The receptacle 36 includes, on the inner surface, the projection 101 located on the side opposite to the recess 98 and shaped to correspond to the recess 98. The recess 98 and the projection 101 correspond to each other in this way so that the thickness of the receptacle 36 does not increase or decrease and the sink and deflection of the receptacle 36 can be suppressed.

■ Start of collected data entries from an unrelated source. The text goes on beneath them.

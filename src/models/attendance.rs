use chrono::NaiveDate;
use serde::{Deserialize, Serialize};

use super::{Entity, EntityKind, FieldValue, Meta};

#[derive(Debug, Clone, Copy, PartialEq, Eq, Serialize, Deserialize)]
#[serde(rename_all = "lowercase")]
pub enum AttendanceStatus {
    Present,
    Absent,
    Late,
    Excused,
}

impl AttendanceStatus {
    pub fn as_str(self) -> &'static str {
        match self {
            AttendanceStatus::Present => "present",
            AttendanceStatus::Absent => "absent",
            AttendanceStatus::Late => "late",
            AttendanceStatus::Excused => "excused",
        }
    }
}

#[derive(Debug, Clone, PartialEq, Serialize, Deserialize)]
pub struct Attendance {
    #[serde(flatten)]
    pub meta: Meta,
    pub enrollment_id: String,
    pub date: NaiveDate,
    pub status: AttendanceStatus,
    pub notes: Option<String>,
}

impl Entity for Attendance {
    const KIND: EntityKind = EntityKind::Attendance;

    fn meta(&self) -> &Meta {
        &self.meta
    }

    fn meta_mut(&mut self) -> &mut Meta {
        &mut self.meta
    }

    fn fields(&self) -> Vec<(&'static str, FieldValue)> {
        let mut fields = self.meta.fields();
        fields.extend([
            ("enrollment_id", FieldValue::text(&self.enrollment_id)),
            ("date", FieldValue::Date(self.date)),
            ("status", FieldValue::text(self.status.as_str())),
            ("notes", FieldValue::optional_text(self.notes.as_deref())),
        ]);
        fields
    }

    fn label(&self) -> String {
        format!("Attendance {}", self.meta.id)
    }
}
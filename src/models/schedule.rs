use serde::{Deserialize, Serialize};

use super::{Entity, EntityKind, FieldValue, Meta};

#[derive(Debug, Clone, Copy, PartialEq, Eq, Serialize, Deserialize)]
#[serde(rename_all = "lowercase")]
pub enum DayOfWeek {
    Monday,
    Tuesday,
    Wednesday,
    Thursday,
    Friday,
    Saturday,
    Sunday,
}

impl DayOfWeek {
    pub fn as_str(self) -> &'static str {
        match self {
            DayOfWeek::Monday => "monday",
            DayOfWeek::Tuesday => "tuesday",
            DayOfWeek::Wednesday => "wednesday",
            DayOfWeek::Thursday => "thursday",
            DayOfWeek::Friday => "friday",
            DayOfWeek::Saturday => "saturday",
            DayOfWeek::Sunday => "sunday",
        }
    }
}

#[derive(Debug, Clone, Copy, PartialEq, Eq, Serialize, Deserialize)]
#[serde(rename_all = "lowercase")]
pub enum Recurrence {
    Weekly,
    Biweekly,
    Monthly,
    Once,
}

impl Recurrence {
    pub fn as_str(self) -> &'static str {
        match self {
            Recurrence::Weekly => "weekly",
            Recurrence::Biweekly => "biweekly",
            Recurrence::Monthly => "monthly",
            Recurrence::Once => "once",
        }
    }
}

#[derive(Debug, Clone, PartialEq, Serialize, Deserialize)]
pub struct Schedule {
    #[serde(flatten)]
    pub meta: Meta,
    pub section_id: String,
    pub day_of_week: DayOfWeek,
    /// `HH:MM`
    pub start_time: String,
    pub end_time: String,
    pub recurrence: Recurrence,
    pub location: Option<String>,
}

impl Entity for Schedule {
    const KIND: EntityKind = EntityKind::Schedule;

    fn meta(&self) -> &Meta {
        &self.meta
    }

    fn meta_mut(&mut self) -> &mut Meta {
        &mut self.meta
    }

    fn fields(&self) -> Vec<(&'static str, FieldValue)> {
        let mut fields = self.meta.fields();
        fields.extend([
            ("section_id", FieldValue::text(&self.section_id)),
            ("day_of_week", FieldValue::text(self.day_of_week.as_str())),
            ("start_time", FieldValue::text(&self.start_time)),
            ("end_time", FieldValue::text(&self.end_time)),
            ("recurrence", FieldValue::text(self.recurrence.as_str())),
            ("location", FieldValue::optional_text(self.location.as_deref())),
        ]);
        fields
    }

    fn label(&self) -> String {
        format!("Schedule {}", self.meta.id)
    }
}
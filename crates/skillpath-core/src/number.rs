//! Number parsing and formatting with browser semantics
//!
//! Text read from server-rendered cells is interpreted the way the page
//! scripts always have: a numeric *prefix* is accepted (`"12 hours"` is 12)
//! and anything else is NaN. Formatting mirrors what a browser prints for
//! numbers in style attributes and locale-formatted counters.

/// Returns true for the whitespace a browser strips before parsing a number.
fn is_js_whitespace(c: char) -> bool {
	c.is_whitespace() || c == '\u{feff}'
}

/// Parses the longest floating-point prefix of `text`, returning NaN when
/// there is none.
///
/// ```
/// use skillpath_core::number::parse_float;
///
/// assert_eq!(parse_float("  42.5%"), 42.5);
/// assert_eq!(parse_float("-.5e2px"), -50.0);
/// assert!(parse_float("abc").is_nan());
/// ```
pub fn parse_float(text: &str) -> f64 {
	let text = text.trim_start_matches(is_js_whitespace);
	let bytes = text.as_bytes();
	let mut end = 0;

	if matches!(bytes.first(), Some(b'+' | b'-')) {
		end += 1;
	}
	if text[end..].starts_with("Infinity") {
		let negative = bytes.first() == Some(&b'-');
		return if negative {
			f64::NEG_INFINITY
		} else {
			f64::INFINITY
		};
	}

	let int_start = end;
	while bytes.get(end).is_some_and(u8::is_ascii_digit) {
		end += 1;
	}
	let mut digits = end - int_start;

	if bytes.get(end) == Some(&b'.') {
		let frac_start = end + 1;
		let mut frac_end = frac_start;
		while bytes.get(frac_end).is_some_and(u8::is_ascii_digit) {
			frac_end += 1;
		}
		digits += frac_end - frac_start;
		if digits > 0 {
			end = frac_end;
		}
	}
	if digits == 0 {
		return f64::NAN;
	}

	if matches!(bytes.get(end), Some(b'e' | b'E')) {
		let mut exp_end = end + 1;
		if matches!(bytes.get(exp_end), Some(b'+' | b'-')) {
			exp_end += 1;
		}
		let exp_digits_start = exp_end;
		while bytes.get(exp_end).is_some_and(u8::is_ascii_digit) {
			exp_end += 1;
		}
		if exp_end > exp_digits_start {
			end = exp_end;
		}
	}

	text[..end].parse().unwrap_or(f64::NAN)
}

/// Parses the longest base-10 integer prefix of `text`.
///
/// Returns `None` where a browser would produce NaN, and also when the value
/// does not fit an `i64`.
pub fn parse_int(text: &str) -> Option<i64> {
	let text = text.trim_start_matches(is_js_whitespace);
	let bytes = text.as_bytes();
	let mut end = usize::from(matches!(bytes.first(), Some(b'+' | b'-')));
	let digits_start = end;
	while bytes.get(end).is_some_and(u8::is_ascii_digit) {
		end += 1;
	}
	if end == digits_start {
		return None;
	}
	text[..end].parse().ok()
}

/// Parses a counter such as `"1,204"`, ignoring thousands separators.
pub fn parse_grouped(text: &str) -> Option<i64> {
	parse_int(&text.replace(',', ""))
}

/// Formats an integer with `,` thousands separators (`1234567` → `"1,234,567"`).
pub fn format_grouped(value: i64) -> String {
	let digits = value.unsigned_abs().to_string();
	let mut out = String::with_capacity(digits.len() + digits.len() / 3 + 1);
	if value < 0 {
		out.push('-');
	}
	for (i, c) in digits.chars().enumerate() {
		if i > 0 && (digits.len() - i) % 3 == 0 {
			out.push(',');
		}
		out.push(c);
	}
	out
}

/// Formats a number the way a browser stringifies it in a style value.
///
/// Integral values drop the fractional part and negative zero prints as `0`.
pub fn format_number(value: f64) -> String {
	if value.is_nan() {
		return "NaN".to_string();
	}
	if value.is_infinite() {
		return if value > 0.0 { "Infinity" } else { "-Infinity" }.to_string();
	}
	let value = value + 0.0;
	if value.fract() == 0.0 && value.abs() < 1e21 {
		format!("{value:.0}")
	} else {
		format!("{value}")
	}
}

#[cfg(test)]
mod tests {
	use super::*;
	use rstest::rstest;

	#[rstest]
	#[case("10", 10.0)]
	#[case("  3.25", 3.25)]
	#[case("12 hours", 12.0)]
	#[case(".5", 0.5)]
	#[case("5.", 5.0)]
	#[case("+7", 7.0)]
	#[case("-2.5kg", -2.5)]
	#[case("1e3", 1000.0)]
	#[case("1e", 1.0)]
	#[case("2E-2x", 0.02)]
	#[case("4.8/5", 4.8)]
	fn test_parse_float_prefix(#[case] input: &str, #[case] expected: f64) {
		assert_eq!(parse_float(input), expected);
	}

	#[rstest]
	#[case("")]
	#[case("abc")]
	#[case("-")]
	#[case(".")]
	#[case("$10")]
	#[case("e5")]
	fn test_parse_float_nan(#[case] input: &str) {
		assert!(parse_float(input).is_nan());
	}

	#[rstest]
	fn test_parse_float_infinity() {
		assert_eq!(parse_float("Infinity and beyond"), f64::INFINITY);
		assert_eq!(parse_float("-Infinity"), f64::NEG_INFINITY);
	}

	#[rstest]
	#[case("75%", Some(75))]
	#[case(" 12.9", Some(12))]
	#[case("-4", Some(-4))]
	#[case("x1", None)]
	#[case("", None)]
	fn test_parse_int(#[case] input: &str, #[case] expected: Option<i64>) {
		assert_eq!(parse_int(input), expected);
	}

	#[rstest]
	#[case("1,204", Some(1204))]
	#[case("12,345,678", Some(12_345_678))]
	#[case("n/a", None)]
	fn test_parse_grouped(#[case] input: &str, #[case] expected: Option<i64>) {
		assert_eq!(parse_grouped(input), expected);
	}

	#[rstest]
	#[case(0, "0")]
	#[case(999, "999")]
	#[case(1000, "1,000")]
	#[case(1_234_567, "1,234,567")]
	#[case(-45_000, "-45,000")]
	fn test_format_grouped(#[case] input: i64, #[case] expected: &str) {
		assert_eq!(format_grouped(input), expected);
	}

	#[rstest]
	#[case(3.0, "3")]
	#[case(-0.0, "0")]
	#[case(2.5, "2.5")]
	#[case(-1.25, "-1.25")]
	#[case(f64::NAN, "NaN")]
	fn test_format_number(#[case] input: f64, #[case] expected: &str) {
		assert_eq!(format_number(input), expected);
	}
}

The lever 16 is mounted on the male housing 12, can be in the assembling posture in which the lever 16 is to be assembled with the housing and in the connection starting posture which is attained by being rotated from the assembling posture and in which the connection of the housings 11, 12 can be started, and includes the two plates 74. Each of the plates 74 includes the cam groove 85, the moving plate 15 includes the cam pins 111 provided on the peripheral wall 95 and configured to move the moving plate 15 by being engaged with the cam grooves 85. Each of the plates 74 includes, on the surface of the cam groove 85, the locking portion 88 for retaining the moving plate 15 by locking the cam pin 111 in the connection starting posture, and the cam pin 111 is separated from the locking portion 88 and arranged at the entrance of the cam groove 85 to be able to come out in the assembling posture of the lever 16. According to this configuration, when the lever 16 is in the assembling posture, the moving plate 15 is in a free state without being locked to the male housing 12 and the lever 16. Therefore, the moving plate 15 can be removed easily in that state while the operating portion 103 is gripped.

The connector includes the female housing 11 having the lever lock 28 projecting therefrom and the male housing 12 having the tubular receptacle 36 into which the female housing 11 is fit. The receptacle 36 includes the recess 71 in the form of a cutout into which the lever lock 28 enters, and the lever 16 is assembled with the male housing 12 and includes the lever lock receiving portion 75 to be locked by the lever lock 28 inserted into the recess 71. By inserting the lever lock 28 into the recess 71 in this way, the length of the connector in the front-rear direction can be shortened.

The female housing 11 includes the connection surface 17 on the front surface side, the wire pull-out surface 18 on the rear surface side and the side surface 19 facing in the directions intersecting each of the wire pull-out surface 18 and the connection surface 17, and the lever lock 28 is provided on the side surface 19. According to this configuration, a degree of freedom in molding the lever lock 28 can be enhanced.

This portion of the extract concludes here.